На иных путях искал выхода из реалистической системы Алексей Михайлович Ремизов (1877 — 1957).
Правда, сказать, что он был даже на короткий срок последовательным реалистом, трудно. Он с того и начинал, что пытался хоть в чём-то от привычного реализма отречься, создать новую форму для своего, не вполне привычного для многих содержания.
И.А. Ильин прибегнул к парадоксу, объясняя своеобразие Ремизова:
«Чтобы читать и постигать Ремизова, надо «сойти с ума». Не помешаться, не заболеть душевно, а отказаться от своего привычного уклада и способа воспринимать вещи. Надо привести свою душу в состояние некоторой гибкости, лепкости, подвижности; и, повинуясь его зову, перестраивать лад и строй своей души почти при каждом новом произведении Ремизова. Своеобразие его акта и стиля очень велико, очень неустойчиво и по отношению к читателю требовательно до неумолимости: «не поспеваешь, не умеешь — твоё дело; я иду дальше». Нет ничего удивительною в том, что многие читатели изнемогают, не умеют так перестраиваться, не справляются с этой задачей и откровенно говорят, что они «Ремизова не понимают»»26.
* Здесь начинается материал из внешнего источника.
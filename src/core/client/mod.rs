pub mod model;
pub mod registry;

pub use model::{GameClient, ValidationStatus};
pub use registry::ClientRegistry;
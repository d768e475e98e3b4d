use reqwest::header::{HeaderMap, HeaderValue, ACCEPT_ENCODING};
use reqwest::Client;

const APP_USER_AGENT: &str = "VanguardLauncher/0.1.0";

pub fn build_http_client() -> Result<Client, reqwest::Error> {
    let mut default_headers = HeaderMap::new();
    default_headers.insert(ACCEPT_ENCODING, HeaderValue::from_static("identity"));

    Client::builder()
        .user_agent(APP_USER_AGENT)
        .default_headers(default_headers)
        .build()
}
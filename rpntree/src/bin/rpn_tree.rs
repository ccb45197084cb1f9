use clap::error::ErrorKind;
use clap::Parser;
use rpntree::{rpn_to_tree, Node, Num};
use std::process::ExitCode;

const ARG_ERROR: u8 = 1;
const EXPR_ERROR: u8 = 2;

const MANUAL: &str = "\
RETURN CODES
    0 - Success
    1 - Argument error
    2 - Invalid expression

ERRORS
    - Missing argument
    - Invalid expression
    - Non-numeric characters
    - Division by zero";

/// Builds and evaluates an expression tree from Reverse Polish Notation.
///
/// The expression must be given as a single quoted argument, its tokens
/// being integers or one of the operators +, -, * and /.
#[derive(Parser, Debug)]
#[command(name = "rpn_tree", version, after_help = MANUAL)]
struct Args {
    /// Display the corresponding tree for the RPN expression.
    #[arg(short, long)]
    tree: bool,

    /// Display the RPN expression in regular notation.
    #[arg(short, long)]
    regular: bool,

    /// Print parsing details to stderr.
    #[arg(short, long)]
    verbose: bool,

    /// The RPN expression, eg: "3 4 + 2 *".
    #[arg(allow_hyphen_values = true)]
    expression: String,
}

fn report(args: &Args, root: &Node, value: Num) {
    println!("The expression's value is {}.", value);
    if args.tree {
        println!("\nExpression as a binary tree:\n{}", root.ascii_tree());
    }
    if args.regular {
        println!("\nExpression in infix notation: {}", root);
    }
}

fn main() -> ExitCode {
    let args = match Args::try_parse() {
        Ok(args) => args,
        Err(e) => {
            let _ = e.print();
            return match e.kind() {
                ErrorKind::DisplayHelp | ErrorKind::DisplayVersion => ExitCode::SUCCESS,
                _ => ExitCode::from(ARG_ERROR),
            };
        }
    };

    if args.expression.is_empty() {
        return ExitCode::SUCCESS;
    }
    if args.verbose {
        eprintln!("tokens: {}", args.expression.split_whitespace().count());
    }

    let root = match rpn_to_tree(&args.expression) {
        Ok(root) => root,
        Err(e) => {
            eprintln!("{}", e);
            return ExitCode::from(EXPR_ERROR);
        }
    };
    if args.verbose {
        eprintln!("leaves: {}, height: {}", root.leaf_count(), root.height());
    }

    match root.eval() {
        Ok(value) => {
            report(&args, &root, value);
            ExitCode::SUCCESS
        }
        Err(e) => {
            eprintln!("{}", e);
            ExitCode::from(EXPR_ERROR)
        }
    }
}
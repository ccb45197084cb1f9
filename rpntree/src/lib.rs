//! Expression trees out of Reverse Polish Notation.
//!
//! An RPN string such as `"5 1 2 + 4 * + 3 -"` is reduced into a [`Node`]
//! tree, which can be evaluated to an integer or printed back in infix or
//! as an ASCII drawing.

pub use error::{Error, EvalErr, ParseError};
pub use eval::eval_tree;
pub use print::{traverse_pre_order, tree_to_exp};
pub use token::{is_number, is_op, Num, Op, Token};
pub use tree::{rpn_to_tree, Node, RpnParser};

mod error;
mod eval;
mod print;
mod token;
mod tree;

#[cfg(test)]
mod tree_test;

/// Parses and evaluates in one go.
pub fn evaluate(expr: &str) -> Result<Num, Error> {
    Ok(rpn_to_tree(expr)?.eval()?)
}
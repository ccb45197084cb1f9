use crate::error::ParseError;
use crate::token::{Num, Op, Token};

/// A strict binary expression tree. Operators own both of their children.
#[derive(Clone, PartialEq, Debug)]
pub enum Node {
    Leaf(Num),
    Operator(Op, Box<Node>, Box<Node>),
}

impl Node {
    pub fn operator(op: Op, lhs: Node, rhs: Node) -> Node {
        Node::Operator(op, Box::new(lhs), Box::new(rhs))
    }

    pub fn is_leaf(&self) -> bool {
        matches!(self, Node::Leaf(_))
    }

    pub fn leaf_count(&self) -> usize {
        match self {
            Node::Leaf(_) => 1,
            Node::Operator(_, lhs, rhs) => lhs.leaf_count() + rhs.leaf_count(),
        }
    }

    /// Number of levels, a lone leaf has height 1.
    pub fn height(&self) -> usize {
        match self {
            Node::Leaf(_) => 1,
            Node::Operator(_, lhs, rhs) => 1 + lhs.height().max(rhs.height()),
        }
    }
}

pub struct RpnParser;

impl RpnParser {
    pub fn parse_str(expr: &str) -> Result<Node, ParseError> {
        Self::parse(expr.split_whitespace())
    }

    pub fn parse<'a>(tokens: impl Iterator<Item = &'a str>) -> Result<Node, ParseError> {
        let mut operands = Vec::new();

        for lexeme in tokens {
            match Token::classify(lexeme) {
                Token::Number(n) => operands.push(Node::Leaf(n)),
                Token::Op(op) => {
                    // right operand sits on top
                    let rhs = operands.pop().ok_or(ParseError::InsufficientOperands)?;
                    let lhs = operands.pop().ok_or(ParseError::InsufficientOperands)?;
                    operands.push(Node::operator(op, lhs, rhs));
                }
                Token::Unknown(lexeme) => return Err(ParseError::InvalidToken(lexeme)),
            }
        }

        if operands.len() > 1 {
            return Err(ParseError::TooManyOperands);
        }
        // nothing but whitespace
        operands.pop().ok_or(ParseError::InsufficientOperands)
    }
}

/// Builds the expression tree for a whitespace separated RPN string.
pub fn rpn_to_tree(expr: &str) -> Result<Node, ParseError> {
    RpnParser::parse_str(expr)
}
Писателя привлекал своего рода мистический детерминизм, когда над судьбою человека тяготеет жестокий рок, а человек не имеет возможности ему противиться. И этот рок всегда порождает лишь зло и страдания.
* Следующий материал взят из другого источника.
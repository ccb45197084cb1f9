use crate::error::ParseError;
use crate::token::{Num, Op};
use crate::tree::{rpn_to_tree, Node, RpnParser};
use rand::rngs::StdRng;
use rand::{Rng, SeedableRng};

fn leaf(n: Num) -> Node {
    Node::Leaf(n)
}

/// Random well formed RPN tokens along with how many numbers they hold.
pub(crate) fn random_rpn<R: Rng>(rng: &mut R, depth: usize) -> (Vec<String>, usize) {
    if depth == 0 || rng.random_bool(0.3) {
        return (vec![rng.random_range(-20..=20).to_string()], 1);
    }
    let (mut tokens, nl) = random_rpn(rng, depth - 1);
    let (rhs, nr) = random_rpn(rng, depth - 1);
    tokens.extend(rhs);
    tokens.push(["+", "-", "*", "/"][rng.random_range(0..4)].to_string());
    (tokens, nl + nr)
}

#[test]
fn single_number() {
    assert_eq!(rpn_to_tree("42"), Ok(leaf(42)));
    assert_eq!(rpn_to_tree("  -7 "), Ok(leaf(-7)));
}

#[test]
fn operands_keep_their_order() {
    let tree = rpn_to_tree("3 4 -").unwrap();
    assert_eq!(tree, Node::operator(Op::Sub, leaf(3), leaf(4)));
}

#[test]
fn nested() {
    let tree = rpn_to_tree("5 1 2 + 4 * + 3 -").unwrap();
    let expect = Node::operator(
        Op::Sub,
        Node::operator(
            Op::Add,
            leaf(5),
            Node::operator(Op::Mul, Node::operator(Op::Add, leaf(1), leaf(2)), leaf(4)),
        ),
        leaf(3),
    );
    assert_eq!(tree, expect);
    assert_eq!(tree.leaf_count(), 5);
    assert_eq!(tree.height(), 5);
}

#[test]
fn any_whitespace_separates() {
    let tree = rpn_to_tree("3\t4\n+").unwrap();
    assert_eq!(tree, Node::operator(Op::Add, leaf(3), leaf(4)));
}

#[test]
fn parse_over_token_stream() {
    let tree = RpnParser::parse(["2", "-3", "*"].into_iter()).unwrap();
    assert_eq!(tree, Node::operator(Op::Mul, leaf(2), leaf(-3)));
}

#[test]
fn bad_tokens() {
    assert_eq!(rpn_to_tree("3 x +"), Err(ParseError::InvalidToken(format!("x"))));
    assert_eq!(rpn_to_tree("3 4 %"), Err(ParseError::InvalidToken(format!("%"))));
    assert_eq!(rpn_to_tree("3 +4 +"), Err(ParseError::InvalidToken(format!("+4"))));
    assert_eq!(rpn_to_tree("1.5 2 +"), Err(ParseError::InvalidToken(format!("1.5"))));
    assert_eq!(rpn_to_tree("3000000000"), Err(ParseError::InvalidToken(format!("3000000000"))));
}

#[test]
fn first_error_wins() {
    // '+' runs out of operands before 'x' is ever looked at
    assert_eq!(rpn_to_tree("4 + x"), Err(ParseError::InsufficientOperands));
    assert_eq!(rpn_to_tree("x 4 +"), Err(ParseError::InvalidToken(format!("x"))));
}

#[test]
fn insufficient_operands() {
    assert_eq!(rpn_to_tree("4 +"), Err(ParseError::InsufficientOperands));
    assert_eq!(rpn_to_tree("+"), Err(ParseError::InsufficientOperands));
    assert_eq!(rpn_to_tree("1 2 + +"), Err(ParseError::InsufficientOperands));
}

#[test]
fn too_many_operands() {
    assert_eq!(rpn_to_tree("4 5 6 +"), Err(ParseError::TooManyOperands));
    assert_eq!(rpn_to_tree("1 2"), Err(ParseError::TooManyOperands));
}

#[test]
fn blank_input() {
    assert_eq!(rpn_to_tree(""), Err(ParseError::InsufficientOperands));
    assert_eq!(rpn_to_tree(" \t\n "), Err(ParseError::InsufficientOperands));
}

#[test]
fn random_expressions_keep_every_number() {
    let mut rng = StdRng::seed_from_u64(0x5eed);
    for _ in 0..500 {
        let (tokens, numbers) = random_rpn(&mut rng, 6);
        let tree = rpn_to_tree(&tokens.join(" ")).unwrap();
        assert_eq!(tree.leaf_count(), numbers);
    }
}
/**
 * Server Initialization
 *
 * Builds the Axum application from a `ServerConfig`:
 * 1. Open the SQLite pool and run migrations
 * 2. Build `AppState` (pool, token issuer, password hasher)
 * 3. Create the router with all routes
 */

use axum::Router;
use sqlx::SqlitePool;
use thiserror::Error;

use crate::backend::routes::router::create_router;
use crate::backend::server::config::{load_database, ConfigError, ServerConfig};
use crate::backend::server::state::AppState;

/// Errors that abort startup
#[derive(Debug, Error)]
pub enum StartupError {
    #[error("configuration error: {0}")]
    Config(#[from] ConfigError),
    #[error("database error: {0}")]
    Database(#[from] sqlx::Error),
    #[error("io error: {0}")]
    Io(#[from] std::io::Error),
}

/// Connect to the configured database and build the application
pub async fn create_app(config: &ServerConfig) -> Result<Router<()>, StartupError> {
    tracing::info!("Initializing Cyber Kittens backend server");

    let db_pool = load_database(config).await?;
    Ok(build_app(db_pool, config))
}

/// Build the application around an existing, migrated pool
pub fn build_app(db_pool: SqlitePool, config: &ServerConfig) -> Router<()> {
    let app_state = AppState::new(db_pool, config);
    let app = create_router(app_state);
    tracing::info!("Router configured");
    app
}
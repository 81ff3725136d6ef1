//! Backend Error Module
//!
//! This module defines the error type returned by every HTTP handler and
//! its conversion into a response.
//!
//! # Module Structure
//!
//! ```text
//! error/
//! ├── mod.rs        - Module exports and documentation
//! ├── types.rs      - ApiError and status mapping
//! └── conversion.rs - IntoResponse implementation
//! ```
//!
//! Handlers return `Result<_, ApiError>` and use `?`; auth, ownership and
//! not-found conditions are expected outcomes, while store failures and
//! timeouts are logged once in `conversion` and returned as a structured 500.

/// Error type definitions
pub mod types;

/// Error conversion implementations
pub mod conversion;

// Re-export commonly used types
pub use types::ApiError;
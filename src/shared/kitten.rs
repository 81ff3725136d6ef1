//! Kitten wire types
//!
//! Request and response bodies for the `/kittens` endpoints. The owner of a
//! kitten never appears in any of these types: it is taken from the
//! authenticated caller on create and never echoed back.

use serde::{Deserialize, Serialize};

/// Body of `POST /kittens`
///
/// Unknown fields (including any attempt to pass an owner) are ignored.
#[derive(Debug, Clone, PartialEq, Eq, Serialize, Deserialize)]
pub struct NewKitten {
    pub name: String,
    pub age: i64,
    pub color: String,
}

/// Body returned by `GET /kittens/{id}` and `POST /kittens`
#[derive(Debug, Clone, PartialEq, Eq, Serialize, Deserialize)]
pub struct KittenView {
    pub name: String,
    pub age: i64,
    pub color: String,
}
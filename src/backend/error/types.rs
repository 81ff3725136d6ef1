/**
 * Backend Error Types
 *
 * `ApiError` is the one error type handlers return. Each variant maps to a
 * fixed HTTP status:
 *
 * - `Validation` - 400, bad or missing fields
 * - `Auth` - 401, missing/invalid/expired token or bad credentials
 * - `Ownership` - 401, valid identity but someone else's resource
 * - `NotFound` - 404
 * - `Conflict` - 409, duplicate unique field
 * - `Store`, `Timeout`, `Internal` - 500
 */

use axum::http::StatusCode;
use thiserror::Error;

use crate::backend::auth::error::AuthError;

/// Backend-specific error types
#[derive(Debug, Error)]
pub enum ApiError {
    /// Request body failed a basic check
    #[error("Validation error: {message}")]
    Validation { message: String },

    /// Caller could not be authenticated
    #[error(transparent)]
    Auth(AuthError),

    /// Caller is authenticated but does not own the resource
    #[error("resource is owned by another user")]
    Ownership,

    /// Resource does not exist
    #[error("resource not found")]
    NotFound,

    /// Unique field already taken
    #[error("Conflict: {message}")]
    Conflict { message: String },

    /// The store returned an error
    #[error("Store error: {0}")]
    Store(sqlx::Error),

    /// The store did not answer in time
    #[error("store operation timed out")]
    Timeout,

    /// Anything else the caller cannot fix
    #[error("Internal error: {message}")]
    Internal { message: String },
}

impl ApiError {
    pub fn validation(message: impl Into<String>) -> Self {
        Self::Validation {
            message: message.into(),
        }
    }

    pub fn conflict(message: impl Into<String>) -> Self {
        Self::Conflict {
            message: message.into(),
        }
    }

    pub fn internal(message: impl Into<String>) -> Self {
        Self::Internal {
            message: message.into(),
        }
    }

    /// Get the HTTP status code for this error
    pub fn status_code(&self) -> StatusCode {
        match self {
            Self::Validation { .. } => StatusCode::BAD_REQUEST,
            Self::Auth(_) | Self::Ownership => StatusCode::UNAUTHORIZED,
            Self::NotFound => StatusCode::NOT_FOUND,
            Self::Conflict { .. } => StatusCode::CONFLICT,
            Self::Store(_) | Self::Timeout | Self::Internal { .. } => {
                StatusCode::INTERNAL_SERVER_ERROR
            }
        }
    }

    /// Taxonomy name, used as `name` in structured error bodies
    pub fn name(&self) -> &'static str {
        match self {
            Self::Validation { .. } => "ValidationError",
            Self::Auth(_) => "AuthError",
            Self::Ownership => "OwnershipError",
            Self::NotFound => "NotFoundError",
            Self::Conflict { .. } => "ConflictError",
            Self::Store(_) | Self::Timeout | Self::Internal { .. } => "InternalError",
        }
    }

    /// Message safe to show a client
    ///
    /// Store details stay in the logs.
    pub fn public_message(&self) -> String {
        match self {
            Self::Validation { message } | Self::Conflict { message } => message.clone(),
            Self::Store(_) => "store operation failed".to_string(),
            Self::Internal { .. } => "an unexpected error occurred".to_string(),
            other => other.to_string(),
        }
    }
}

impl From<AuthError> for ApiError {
    fn from(err: AuthError) -> Self {
        if err.is_rejection() {
            Self::Auth(err)
        } else {
            Self::internal(err.to_string())
        }
    }
}

impl From<sqlx::Error> for ApiError {
    fn from(err: sqlx::Error) -> Self {
        match &err {
            sqlx::Error::Database(db) if db.is_unique_violation() => {
                Self::conflict("resource already exists")
            }
            _ => Self::Store(err),
        }
    }
}
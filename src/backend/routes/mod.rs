//! Route Configuration Module
//!
//! Configures all HTTP routes for the backend server.
//!
//! # Module Structure
//!
//! ```text
//! routes/
//! ├── mod.rs            - Module exports and documentation
//! ├── router.rs         - Main router creation
//! ├── api_routes.rs     - Public credential endpoints
//! └── kitten_routes.rs  - Token-protected kitten endpoints
//! ```
//!
//! # Routes
//!
//! - `GET /` - Landing page
//! - `POST /register` - User registration
//! - `POST /login` - User login
//! - `POST /kittens` - Create kitten (token required)
//! - `GET /kittens/{id}` - Read kitten (token required, owner only)
//! - `DELETE /kittens/{id}` - Delete kitten (token required, owner only)

/// Main router creation
pub mod router;

/// Public credential routes
pub mod api_routes;

/// Protected kitten routes
pub mod kitten_routes;

pub use router::create_router;
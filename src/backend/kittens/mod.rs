//! Kittens Module
//!
//! The one resource of the service. Every kitten has an owner, fixed at
//! creation; only that owner may read or delete it.
//!
//! - **`db`** - Kitten row type and store operations
//! - **`handlers`** - `POST /kittens`, `GET /kittens/{id}`, `DELETE /kittens/{id}`

pub mod db;

pub mod handlers;

pub use db::Kitten;
pub use handlers::{create_kitten, delete_kitten, get_kitten};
Ярчайше проявилось это в раннем романе «Часы» (1904), где всею жизнью главного персонажа владеет зловещая надличностная сила.
А вот — роман «Пруд» (1908), содержание которого так точно пересказал И.А. Ильин, что остаётся только повторить за ним:
«Этот «роман», вернее, эта эпопея зла, была написана, по-видимому, под влиянием «Мелкого беса» Фёдора Сологуба… Четверо мальчиков из купеческой замоскворецкой семьи, как бы одержимых и «мелким» и «крупным» бесом, заполняют всю свою жизнь злым, непристойным, хулиганским и кощунственным озорством, вызывающим в душе читателя прямое отвращение; в дальнейшем главный «герой» оказывается членом партии социалистов-революционеров из окружения Каляева (по роману «Катинова») и переходит от разврата и политической тюрьмы к уголовному деянию. Ко всем этим делам причастны и монахи московского Андрониева монастыря… Читая это поистине чёрное произведение русской литературы, написанное из какого-то беспросветного мрака стилем отчаяния и ожесточения, невольно содрогаешься и за русское художественное видение, и за Россию. Это произведение неверно и неубедительно предметно; психологически неправдоподобно в плане образа; мучительно и нагромождённо в стиле. Автор прав: это «уродливо-кошмарная жизнь»; от неё «сердце прогнивает до пустых жил»; и кажется, что действительно «где-то за потолком… ворчит и катается страх-страшное, безглазое чудовище»…»27.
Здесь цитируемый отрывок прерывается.